However, this Court has held that Doyle's prohibition does not apply where the defendant does not invoke his Fifth Amendment privilege against self-incrimination. See Valle v. State, 474 So.2d 796 (Fla.1985), vacated on other grounds, 476 U.S. 1102, 106 S.Ct. 1943, 90 L.Ed.2d 353 (1986). In Valle, this Court found that where a defendant refuses to answer one question out of many during a lengthy interrogation following the defendant's waiver of his constitutional rights, the State is not precluded from subsequently admitting evidence of the defendant's silence at trial. See id. at 801 (citing Ragland v. State, 358 So.2d 100 (Fla. 3d DCA 1978)).

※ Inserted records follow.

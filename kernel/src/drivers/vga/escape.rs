// Copyright 2022 The Firefly Authors.
//
// Use of this source code is governed by a BSD 3-clause
// license that can be found in the LICENSE file.

//! Parses the console's supported subset of VT100/ANSI escape sequences.
//!
//! The parser is a byte-at-a-time state machine, separate from the
//! hardware so the sequence grammar can be exercised on its own. It
//! recognises `CSI n;m H|f` (absolute cursor), `CSI n A|B|C|D` (relative
//! cursor), `CSI s|u` (save/restore), `CSI K` (erase to end of line),
//! `CSI 2 J` (clear), and `CSI ... m` (attributes). Unknown commands are
//! swallowed without effect.
//!
//! Information sources for VT100 and ANSI escape sequences:
//! - http://www.lns.cornell.edu/~pvhp/dcl/vt100.html
//! - http://en.wikipedia.org/wiki/ANSI_escape_code

/// The escape character starting each sequence.
///
pub const ESC: u8 = 0x1b;

/// The maximum number of numeric arguments a sequence can
/// carry. Further arguments are ignored.
///
pub const MAX_ESCAPE_ARGS: usize = 8;

/// One console operation decoded from the output stream.
///
#[derive(Clone, Copy, Debug, PartialEq, Eq)]
pub enum Action {
    /// Output this byte literally.
    Literal(u8),

    /// Move the cursor by the given deltas, stopping at
    /// the screen borders.
    Move { rows: i32, cols: i32 },

    /// Move the cursor to the given position (0-based).
    MoveTo { row: i32, col: i32 },

    /// Save the cursor position.
    Save,

    /// Restore the most recently saved cursor position.
    Restore,

    /// Erase from the cursor to the end of the line.
    ClearToEol,

    /// Clear the whole screen and home the cursor.
    ClearScreen,

    /// Apply the given attribute arguments.
    SetAttributes {
        args: [i32; MAX_ESCAPE_ARGS],
        count: usize,
    },
}

#[derive(Clone, Copy, Debug, PartialEq, Eq)]
enum State {
    /// Normal state: output is echoed verbatim.
    Normal,

    /// Saw the escape character.
    Escape,

    /// Saw the '[' introducing the control sequence.
    Csi,

    /// Scanning a numeric argument.
    Arg,
}

/// The escape sequence parser.
///
#[derive(Debug)]
pub struct Parser {
    state: State,
    args: [i32; MAX_ESCAPE_ARGS],
    num_args: usize,
}

impl Parser {
    /// Returns a parser in the normal state.
    ///
    pub const fn new() -> Self {
        Parser {
            state: State::Normal,
            args: [0; MAX_ESCAPE_ARGS],
            num_args: 0,
        }
    }

    fn reset(&mut self) {
        self.state = State::Normal;
        self.num_args = 0;
    }

    fn start_arg(&mut self) {
        if self.num_args < MAX_ESCAPE_ARGS {
            self.args[self.num_args] = 0;
        }

        self.num_args += 1;
    }

    fn add_digit(&mut self, byte: u8) {
        if self.num_args <= MAX_ESCAPE_ARGS {
            let arg = &mut self.args[self.num_args - 1];
            *arg = *arg * 10 + (byte - b'0') as i32;
        }
    }

    /// Returns argument `index`, or zero if that argument
    /// was not actually specified.
    ///
    fn arg(&self, index: usize) -> i32 {
        if index < self.num_args {
            self.args[index]
        } else {
            0
        }
    }

    /// Interprets the command byte ending a sequence.
    ///
    fn command(&mut self, byte: u8) -> Option<Action> {
        let action = match byte {
            b'K' => Some(Action::ClearToEol),
            b's' => Some(Action::Save),
            b'u' => Some(Action::Restore),
            b'A' => Some(Action::Move {
                rows: -self.arg(0),
                cols: 0,
            }),
            b'B' => Some(Action::Move {
                rows: self.arg(0),
                cols: 0,
            }),
            b'C' => Some(Action::Move {
                rows: 0,
                cols: self.arg(0),
            }),
            b'D' => Some(Action::Move {
                rows: 0,
                cols: -self.arg(0),
            }),
            b'm' => Some(Action::SetAttributes {
                args: self.args,
                count: self.num_args.min(MAX_ESCAPE_ARGS),
            }),
            b'H' | b'f' => {
                if self.num_args == 2 {
                    Some(Action::MoveTo {
                        row: self.arg(0) - 1,
                        col: self.arg(1) - 1,
                    })
                } else {
                    None
                }
            }
            b'J' => {
                if self.num_args == 1 && self.arg(0) == 2 {
                    Some(Action::ClearScreen)
                } else {
                    None
                }
            }
            _ => None,
        };

        self.reset();
        action
    }

    /// Feeds one byte of console output to the parser,
    /// returning the action it completes, if any.
    ///
    pub fn feed(&mut self, byte: u8) -> Option<Action> {
        match self.state {
            State::Normal => {
                if byte == ESC {
                    self.state = State::Escape;
                    self.num_args = 0;
                    None
                } else {
                    Some(Action::Literal(byte))
                }
            }

            State::Escape => {
                if byte == b'[' {
                    self.state = State::Csi;
                } else {
                    self.reset();
                }

                None
            }

            State::Csi => {
                if byte.is_ascii_digit() {
                    self.start_arg();
                    self.state = State::Arg;
                    self.add_digit(byte);
                    None
                } else if byte == b';' {
                    // For "n;m" commands, "n" is implicitly
                    // 1 if omitted.
                    self.start_arg();
                    self.add_digit(b'1');
                    self.start_arg();
                    self.state = State::Arg;
                    None
                } else {
                    self.command(byte)
                }
            }

            State::Arg => {
                if byte.is_ascii_digit() {
                    self.add_digit(byte);
                    None
                } else if byte == b';' {
                    self.start_arg();
                    None
                } else {
                    self.command(byte)
                }
            }
        }
    }
}

/// Table mapping ANSI colours to VGA text mode colours.
///
const ANSI_TO_VGA_COLOR: [u8; 8] = [
    super::BLACK,
    super::RED,
    super::GREEN,
    super::AMBER,
    super::BLUE,
    super::MAGENTA,
    super::CYAN,
    super::GRAY,
];

/// Applies the arguments of an attribute sequence to the
/// given attribute byte: 0 resets, 1 sets bright, 30-37
/// choose the foreground, and 40-47 the background.
///
pub fn apply_attributes(current: u8, args: &[i32]) -> u8 {
    let mut attr = current & !super::BRIGHT;

    for &value in args {
        if value == 0 {
            attr = super::DEFAULT_ATTRIBUTE;
        } else if value == 1 {
            attr |= super::BRIGHT;
        } else if (30..=37).contains(&value) {
            attr = (attr & !0x7) | ANSI_TO_VGA_COLOR[(value - 30) as usize];
        } else if (40..=47).contains(&value) {
            attr = (attr & !(0x7 << 4)) | (ANSI_TO_VGA_COLOR[(value - 40) as usize] << 4);
        }
    }

    attr
}

#[cfg(test)]
mod tests {
    use super::apply_attributes;
    use super::Action;
    use super::Parser;
    use super::ESC;
    use crate::{attribute, AMBER, BLUE, BRIGHT, DEFAULT_ATTRIBUTE, GRAY, RED};

    fn feed_all(parser: &mut Parser, bytes: &[u8]) -> Option<Action> {
        let mut last = None;
        for &byte in bytes {
            if let Some(action) = parser.feed(byte) {
                last = Some(action);
            }
        }

        last
    }

    #[test]
    fn test_literals_pass_through() {
        let mut parser = Parser::new();
        assert_eq!(parser.feed(b'x'), Some(Action::Literal(b'x')));
        assert_eq!(parser.feed(b'\n'), Some(Action::Literal(b'\n')));
    }

    #[test]
    fn test_cursor_sequences() {
        let mut parser = Parser::new();

        assert_eq!(
            feed_all(&mut parser, b"\x1b[3;7H"),
            Some(Action::MoveTo { row: 2, col: 6 })
        );
        assert_eq!(
            feed_all(&mut parser, b"\x1b[12;1f"),
            Some(Action::MoveTo { row: 11, col: 0 })
        );

        // A row omitted before ';' is implicitly 1.
        assert_eq!(
            feed_all(&mut parser, b"\x1b[;5H"),
            Some(Action::MoveTo { row: 0, col: 4 })
        );

        assert_eq!(
            feed_all(&mut parser, b"\x1b[4A"),
            Some(Action::Move { rows: -4, cols: 0 })
        );
        assert_eq!(
            feed_all(&mut parser, b"\x1b[2B"),
            Some(Action::Move { rows: 2, cols: 0 })
        );
        assert_eq!(
            feed_all(&mut parser, b"\x1b[9C"),
            Some(Action::Move { rows: 0, cols: 9 })
        );
        assert_eq!(
            feed_all(&mut parser, b"\x1b[1D"),
            Some(Action::Move { rows: 0, cols: -1 })
        );

        assert_eq!(feed_all(&mut parser, b"\x1b[s"), Some(Action::Save));
        assert_eq!(feed_all(&mut parser, b"\x1b[u"), Some(Action::Restore));
        assert_eq!(feed_all(&mut parser, b"\x1b[K"), Some(Action::ClearToEol));
        assert_eq!(
            feed_all(&mut parser, b"\x1b[2J"),
            Some(Action::ClearScreen)
        );

        // J without the right argument does nothing.
        assert_eq!(feed_all(&mut parser, b"\x1b[J"), None);
        assert_eq!(feed_all(&mut parser, b"\x1b[1J"), None);
    }

    #[test]
    fn test_malformed_sequences_are_swallowed() {
        let mut parser = Parser::new();

        // ESC not followed by '[' cancels the sequence.
        assert_eq!(parser.feed(ESC), None);
        assert_eq!(parser.feed(b'x'), None);

        // The parser is back to normal afterwards.
        assert_eq!(parser.feed(b'y'), Some(Action::Literal(b'y')));

        // Unknown commands are consumed without effect.
        assert_eq!(feed_all(&mut parser, b"\x1b[5Q"), None);
        assert_eq!(parser.feed(b'z'), Some(Action::Literal(b'z')));
    }

    #[test]
    fn test_attributes() {
        let mut parser = Parser::new();
        let action = feed_all(&mut parser, b"\x1b[1;34;47m");
        match action {
            Some(Action::SetAttributes { args, count }) => {
                assert_eq!(&args[..count], &[1, 34, 47]);
            }
            other => panic!("unexpected action {:?}", other),
        }
    }

    #[test]
    fn test_apply_attributes() {
        let plain = attribute(crate::BLACK, GRAY);

        // Reset.
        assert_eq!(apply_attributes(0x42, &[0]), DEFAULT_ATTRIBUTE);

        // Bright is additive; colours replace their field.
        assert_eq!(apply_attributes(plain, &[1]), plain | BRIGHT);
        assert_eq!(apply_attributes(plain, &[31]), attribute(crate::BLACK, RED));
        assert_eq!(apply_attributes(plain, &[33, 44]), attribute(BLUE, AMBER));

        // Bright is dropped unless re-requested.
        assert_eq!(
            apply_attributes(plain | BRIGHT, &[31]),
            attribute(crate::BLACK, RED)
        );
    }
}
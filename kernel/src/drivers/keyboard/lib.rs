// Copyright 2022 The Firefly Authors.
//
// Use of this source code is governed by a BSD 3-clause
// license that can be found in the LICENSE file.

//! Implements the PS/2 keyboard driver.
//!
//! The interrupt handler reads scan codes from the controller, feeds
//! them through the [`decode`] state machine, and pushes the resulting
//! keycodes into a bounded queue. Consumers take keycodes with the
//! non-blocking [`read_key`] or block in [`wait_for_key`] until one
//! arrives; the handler wakes them and requests a reschedule so a
//! waiting thread runs promptly.

#![no_std]

pub mod decode;

use decode::DecodeState;
use ember_abi::Keycode;
use interrupts::{begin_atomic, end_atomic, register_irq, with_atomic, Irq};
use lazy_static::lazy_static;
use multitasking::WaitQueue;
use spin::Mutex;
use x86_64::instructions::port::Port;
use x86_64::structures::idt::InterruptStackFrame;

/// The IRQ line the keyboard raises.
///
const KEYBOARD_IRQ: Irq = Irq::new_unsafe(1);

// The keyboard controller's I/O ports.
//
const KB_STATUS_PORT: u16 = 0x64;
const KB_DATA_PORT: u16 = 0x60;

/// Set in the status byte when a scan code is available.
///
const KB_OUTPUT_FULL: u8 = 0x01;

/// The number of keycodes the queue can hold. Keycodes
/// arriving into a full queue are dropped.
///
const QUEUE_SIZE: usize = 256;

/// A bounded ring of keycodes, in case they arrive faster
/// than the consumer can deal with them.
///
struct KeyQueue {
    codes: [Keycode; QUEUE_SIZE],
    head: usize,
    tail: usize,
}

impl KeyQueue {
    const fn new() -> Self {
        KeyQueue {
            codes: [Keycode(0); QUEUE_SIZE],
            head: 0,
            tail: 0,
        }
    }

    fn next(index: usize) -> usize {
        (index + 1) % QUEUE_SIZE
    }

    fn enqueue(&mut self, keycode: Keycode) {
        if Self::next(self.tail) == self.head {
            // Queue overflow: the event is dropped.
            return;
        }

        self.codes[self.tail] = keycode;
        self.tail = Self::next(self.tail);
    }

    fn dequeue(&mut self) -> Option<Keycode> {
        if self.head == self.tail {
            return None;
        }

        let keycode = self.codes[self.head];
        self.head = Self::next(self.head);
        Some(keycode)
    }
}

static QUEUE: Mutex<KeyQueue> = Mutex::new(KeyQueue::new());
static DECODER: Mutex<DecodeState> = Mutex::new(DecodeState::new());

lazy_static! {
    /// Threads blocked waiting for a keyboard event.
    ///
    static ref WAIT_QUEUE: WaitQueue = WaitQueue::new();
}

/// The keyboard interrupt handler.
///
fn keyboard_interrupt_handler(_frame: InterruptStackFrame, irq: Irq) {
    let mut status_port: Port<u8> = Port::new(KB_STATUS_PORT);
    let mut data_port: Port<u8> = Port::new(KB_DATA_PORT);

    let status = unsafe { status_port.read() };
    if status & KB_OUTPUT_FULL != 0 {
        // There is a byte available. We must consume it
        // even if the decoder drops the event.
        let scan_code = unsafe { data_port.read() };

        if let Some(keycode) = DECODER.lock().decode(scan_code) {
            QUEUE.lock().enqueue(keycode);

            // Wake up event consumers, and ask for a new
            // thread upon return from the interrupt
            // (hopefully the one waiting for this event).
            multitasking::wake_up(&WAIT_QUEUE);
            multitasking::request_reschedule();
        }
    }

    irq.acknowledge();
}

/// Initialise the keyboard driver, registering its
/// interrupt handler.
///
pub fn init() {
    register_irq(KEYBOARD_IRQ, keyboard_interrupt_handler);
}

/// Polls for a key event, returning immediately.
///
pub fn read_key() -> Option<Keycode> {
    with_atomic(|| QUEUE.lock().dequeue())
}

/// Waits for a key event, blocking the calling thread
/// until one is available.
///
pub fn wait_for_key() -> Keycode {
    let token = begin_atomic();

    let keycode = loop {
        if let Some(keycode) = QUEUE.lock().dequeue() {
            break keycode;
        }

        multitasking::wait(&WAIT_QUEUE);
    };

    end_atomic(token);
    keycode
}
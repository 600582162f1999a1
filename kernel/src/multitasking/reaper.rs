// Copyright 2022 The Firefly Authors.
//
// Use of this source code is governed by a BSD 3-clause
// license that can be found in the LICENSE file.

//! Implements the reaper thread, which disposes of exited threads.
//!
//! An exiting thread cannot free its own stack: it is still standing on
//! it. Instead, when a thread's last reference is dropped, the thread is
//! enqueued on the graveyard and the reaper woken. The reaper drains the
//! graveyard atomically, then destroys each corpse with interrupts
//! enabled, keeping memory release off the critical path of the exiting
//! thread.

use crate::queues::{ThreadQueue, WaitQueue};
use crate::scheduler;
use crate::thread::{ThreadId, THREADS};
use interrupts::{in_atomic_section, with_atomic};
use lazy_static::lazy_static;
use x86_64::instructions::interrupts as irqctl;

lazy_static! {
    /// The queue of finished threads needing disposal.
    ///
    static ref GRAVEYARD: spin::Mutex<ThreadQueue> = spin::Mutex::new(ThreadQueue::new());

    /// The wait queue used by exited threads to signal the
    /// reaper.
    ///
    static ref REAPER_WAIT: WaitQueue = WaitQueue::new();
}

/// Hands the given thread to the reaper for destruction.
/// Must be called inside an atomic section.
///
pub(crate) fn reap_thread(thread: ThreadId) {
    debug_assert!(in_atomic_section());

    GRAVEYARD.lock().push(thread);
    scheduler::wake_up(&REAPER_WAIT);
}

/// Destroys the given thread, reclaiming its resources.
///
/// Called with interrupts enabled. Dropping the table's
/// reference frees the stack frame and releases the user
/// context, if this was its last thread.
///
fn destroy_thread(thread: ThreadId) {
    let corpse = with_atomic(|| THREADS.lock().remove(&thread));
    drop(corpse);
}

/// The body of the reaper thread.
///
pub(crate) fn reaper_loop(_arg: u64) {
    irqctl::disable();

    loop {
        // See if there are any threads needing disposal.
        let corpses = GRAVEYARD.lock().drain();
        if corpses.is_empty() {
            // The graveyard is empty, so wait for a
            // thread to die.
            scheduler::wait(&REAPER_WAIT);
            continue;
        }

        // We have emptied the graveyard, so we can
        // re-enable interrupts while we dispose of the
        // dead threads.
        irqctl::enable();
        scheduler::yield_now();

        for corpse in corpses {
            destroy_thread(corpse);
        }

        irqctl::disable();
    }
}
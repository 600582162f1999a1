// Copyright 2022 The Firefly Authors.
//
// Use of this source code is governed by a BSD 3-clause
// license that can be found in the LICENSE file.

//! Implements the kernel's syscalls, allowing user processes to access
//! kernel functionality.
//!
//! The dispatcher reads the call number from `rax` of the saved frame
//! and indexes the fixed handler table; an out-of-range number
//! terminates the offending process with exit code -1. Handlers read
//! their arguments from the frame's named registers (`rbx`, `rcx`,
//! `rdx`, `rsi`, `rdi` in order), validate them, copy any user buffers
//! into kernel memory, and enable interrupts around work that may
//! block. The handler's result is written back to the frame's `rax`:
//! a non-negative value on success, or one of the stable negative
//! error codes.

use alloc::string::String;
use alloc::sync::Arc;
use ember_abi::{Error, MAX_QUANTUM, MIN_QUANTUM};
use interrupts::SavedRegisters;
use serial::println;
use sync::SemaphoreId;
use userspace::UserContext;
use x86_64::instructions::interrupts as irqctl;

/// The longest path accepted by spawn.
///
const MAX_PATH_LEN: usize = 1024;

/// The longest command line accepted by spawn, and the
/// longest string accepted by print_string.
///
const MAX_STRING_LEN: usize = 1023;

/// The signature of a system call handler.
///
type SyscallFn = fn(&mut SavedRegisters) -> Result<i64, Error>;

/// The global table of system call handler functions. The
/// indices form the kernel's stable syscall numbering.
///
static SYSCALL_TABLE: [SyscallFn; 16] = [
    sys_null,
    sys_exit,
    sys_print_string,
    sys_get_key,
    sys_set_attr,
    sys_get_cursor,
    sys_put_cursor,
    sys_spawn,
    sys_wait,
    sys_get_pid,
    sys_set_scheduling_policy,
    sys_get_time_of_day,
    sys_create_semaphore,
    sys_p,
    sys_v,
    sys_destroy_semaphore,
];

/// Dispatches one trap from a user process.
///
/// Installed as the syscall handler at boot; see
/// [`traps::init`](crate::traps::init).
///
pub fn dispatch(frame: &mut SavedRegisters) {
    let number = frame.rax as usize;
    if number >= SYSCALL_TABLE.len() {
        // An illegal syscall number kills the process.
        println!(
            "Illegal system call {} by {}",
            number,
            multitasking::current_thread().id()
        );
        multitasking::exit(-1);
    }

    frame.rax = match SYSCALL_TABLE[number](frame) {
        Ok(value) => value as u64,
        Err(error) => error.code() as u64,
    };

    // A timer tick during the call may have exhausted the
    // quantum. Honour the reschedule flag before the
    // process resumes, exactly as the interrupt return
    // path does.
    multitasking::preempt();
}

/// Returns the calling process's user context.
///
fn current_context() -> Result<Arc<UserContext>, Error> {
    multitasking::current_thread()
        .user_context()
        .ok_or(Error::Unspecified)
}

/// Copies a string argument out of the calling process.
///
fn copy_user_string(user_addr: u64, len: usize, max_len: usize) -> Result<String, Error> {
    let mut buf = current_context()?.copy_user_string(user_addr, len, max_len)?;

    // Drop the terminating nul; it marks the end of the
    // string rather than being part of it.
    buf.pop();

    String::from_utf8(buf).map_err(|_| Error::InvalidArgument)
}

/// Null system call: does nothing except return control to
/// the interrupted process.
///
fn sys_null(_frame: &mut SavedRegisters) -> Result<i64, Error> {
    Ok(0)
}

/// Exit: the interrupted process is terminated.
///
/// * `rbx` - the process exit code.
///
/// Never returns to user mode.
///
fn sys_exit(frame: &mut SavedRegisters) -> Result<i64, Error> {
    multitasking::exit(frame.rbx as i64);
}

/// Print a string to the console.
///
/// * `rbx` - user pointer of the string to be printed.
/// * `rcx` - number of bytes to print.
///
fn sys_print_string(frame: &mut SavedRegisters) -> Result<i64, Error> {
    let length = frame.rcx as usize;
    if length > 0 {
        let buf = current_context()?.copy_user_string(frame.rbx, length, MAX_STRING_LEN)?;
        vga::put_buf(&buf[..length]);
    }

    Ok(0)
}

/// Get a single key press from the console. Suspends the
/// process until a key press is available.
///
fn sys_get_key(frame: &mut SavedRegisters) -> Result<i64, Error> {
    let _ = frame;

    irqctl::enable();
    let keycode = keyboard::wait_for_key();
    irqctl::disable();

    Ok(keycode.0 as i64)
}

/// Set the current console text attributes.
///
/// * `rbx` - the attribute byte to use.
///
fn sys_set_attr(frame: &mut SavedRegisters) -> Result<i64, Error> {
    vga::set_current_attr(frame.rbx as u8);
    Ok(0)
}

/// Get the current cursor position.
///
/// * `rbx` - user pointer where the row is stored.
/// * `rcx` - user pointer where the column is stored.
///
fn sys_get_cursor(frame: &mut SavedRegisters) -> Result<i64, Error> {
    let (row, col) = vga::get_cursor();

    let context = current_context()?;
    context.copy_to_user(frame.rbx, &(row as i32).to_le_bytes())?;
    context.copy_to_user(frame.rcx, &(col as i32).to_le_bytes())?;

    Ok(0)
}

/// Set the current cursor position.
///
/// * `rbx` - the new row.
/// * `rcx` - the new column.
///
fn sys_put_cursor(frame: &mut SavedRegisters) -> Result<i64, Error> {
    if vga::put_cursor(frame.rbx as usize, frame.rcx as usize) {
        Ok(0)
    } else {
        Err(Error::Unspecified)
    }
}

/// Create a new user process.
///
/// * `rbx` - user address of the executable's path.
/// * `rcx` - length of the path.
/// * `rdx` - user address of the command string.
/// * `rsi` - length of the command string.
///
/// Returns the pid of the new process.
///
fn sys_spawn(frame: &mut SavedRegisters) -> Result<i64, Error> {
    let program = copy_user_string(frame.rbx, frame.rcx as usize, MAX_PATH_LEN)?;
    let command = copy_user_string(frame.rdx, frame.rsi as usize, MAX_STRING_LEN)?;

    // Loading the executable reads the filesystem, which
    // may block.
    irqctl::enable();
    let result = crate::spawn::spawn(&program, &command);
    irqctl::disable();

    let thread = result?;
    Ok(thread.id().as_u64() as i64)
}

/// Wait for a process to exit.
///
/// * `rbx` - pid of the process to wait for.
///
/// Returns the exit code of the process. Only the process
/// that spawned it may wait for it.
///
fn sys_wait(frame: &mut SavedRegisters) -> Result<i64, Error> {
    let thread = multitasking::lookup(frame.rbx).ok_or(Error::NotFound)?;

    irqctl::enable();
    let exit_code = multitasking::join(&thread);
    irqctl::disable();

    exit_code
}

/// Get the pid of the current process.
///
fn sys_get_pid(_frame: &mut SavedRegisters) -> Result<i64, Error> {
    Ok(multitasking::current_thread().id().as_u64() as i64)
}

/// Set the scheduling policy.
///
/// * `rbx` - the policy: 0 for round-robin, 1 for
///   multi-level feedback.
/// * `rcx` - the quantum, in timer ticks.
///
fn sys_set_scheduling_policy(frame: &mut SavedRegisters) -> Result<i64, Error> {
    let policy =
        ember_abi::SchedulingPolicy::from_u64(frame.rbx).ok_or(Error::InvalidArgument)?;

    let quantum = frame.rcx;
    if !(MIN_QUANTUM..=MAX_QUANTUM).contains(&quantum) {
        return Err(Error::InvalidArgument);
    }

    multitasking::set_scheduling_policy(policy, quantum);
    Ok(0)
}

/// Get the time of day: the value of the global tick
/// counter.
///
fn sys_get_time_of_day(_frame: &mut SavedRegisters) -> Result<i64, Error> {
    Ok(time::ticks() as i64)
}

/// Create a semaphore, or register with an existing one of
/// the same name.
///
/// * `rbx` - user address of the semaphore's name.
/// * `rcx` - length of the name.
/// * `rdx` - the initial semaphore count.
///
/// Returns the semaphore id.
///
fn sys_create_semaphore(frame: &mut SavedRegisters) -> Result<i64, Error> {
    let name_len = frame.rcx as usize;
    if name_len == 0 || name_len > sync::MAX_SEMAPHORE_NAME {
        return Err(Error::InvalidArgument);
    }

    let name = copy_user_string(frame.rbx, name_len, sync::MAX_SEMAPHORE_NAME)?;
    let id = sync::create_semaphore(&name, frame.rdx as i64)?;

    Ok(id.as_u64() as i64)
}

fn semaphore_id(frame: &SavedRegisters) -> Result<SemaphoreId, Error> {
    if frame.rbx == 0 {
        return Err(Error::InvalidArgument);
    }

    Ok(SemaphoreId(frame.rbx))
}

/// Acquire a semaphore, blocking until its count is
/// positive.
///
/// * `rbx` - the semaphore id.
///
fn sys_p(frame: &mut SavedRegisters) -> Result<i64, Error> {
    sync::p(semaphore_id(frame)?)?;
    Ok(0)
}

/// Release a semaphore.
///
/// * `rbx` - the semaphore id.
///
fn sys_v(frame: &mut SavedRegisters) -> Result<i64, Error> {
    sync::v(semaphore_id(frame)?)?;
    Ok(0)
}

/// Deregister from (and possibly destroy) a semaphore.
///
/// * `rbx` - the semaphore id.
///
fn sys_destroy_semaphore(frame: &mut SavedRegisters) -> Result<i64, Error> {
    sync::destroy_semaphore(semaphore_id(frame)?)?;
    Ok(0)
}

In the instant case, the State's question obviously was intended to impeach Downs and demonstrate to the jury that Downs' version of events was concocted sometime after his arrest. This questioning would be inappropriate under Doyle if it referred to Downs' post-arrest, post-Miranda silence and Downs had not waived his constitutional rights. However, the record in the instant case reveals that Downs waived his constitutional rights at the time of his arrest because he agreed to talk with the arresting officers. During the resentencing proceeding, Detective Jim Spaulding, one of the officers who arrested Downs in Alabama, testified that he and another officer, David Starling, read Downs his constitutional rights on the trip from Alabama to Florida, during which Downs waived his rights and agreed to talk with police upon their return to Jacksonville.6 Based upon this record, we

801 So.2d 912
find that Downs waived his constitutional rights and expressed a desire to talk to the police. Accordingly, we find no error with regard to the State's question or comment. Appellate counsel's failure to raise this issue on appeal, therefore, does not constitute deficient performance under Strickland.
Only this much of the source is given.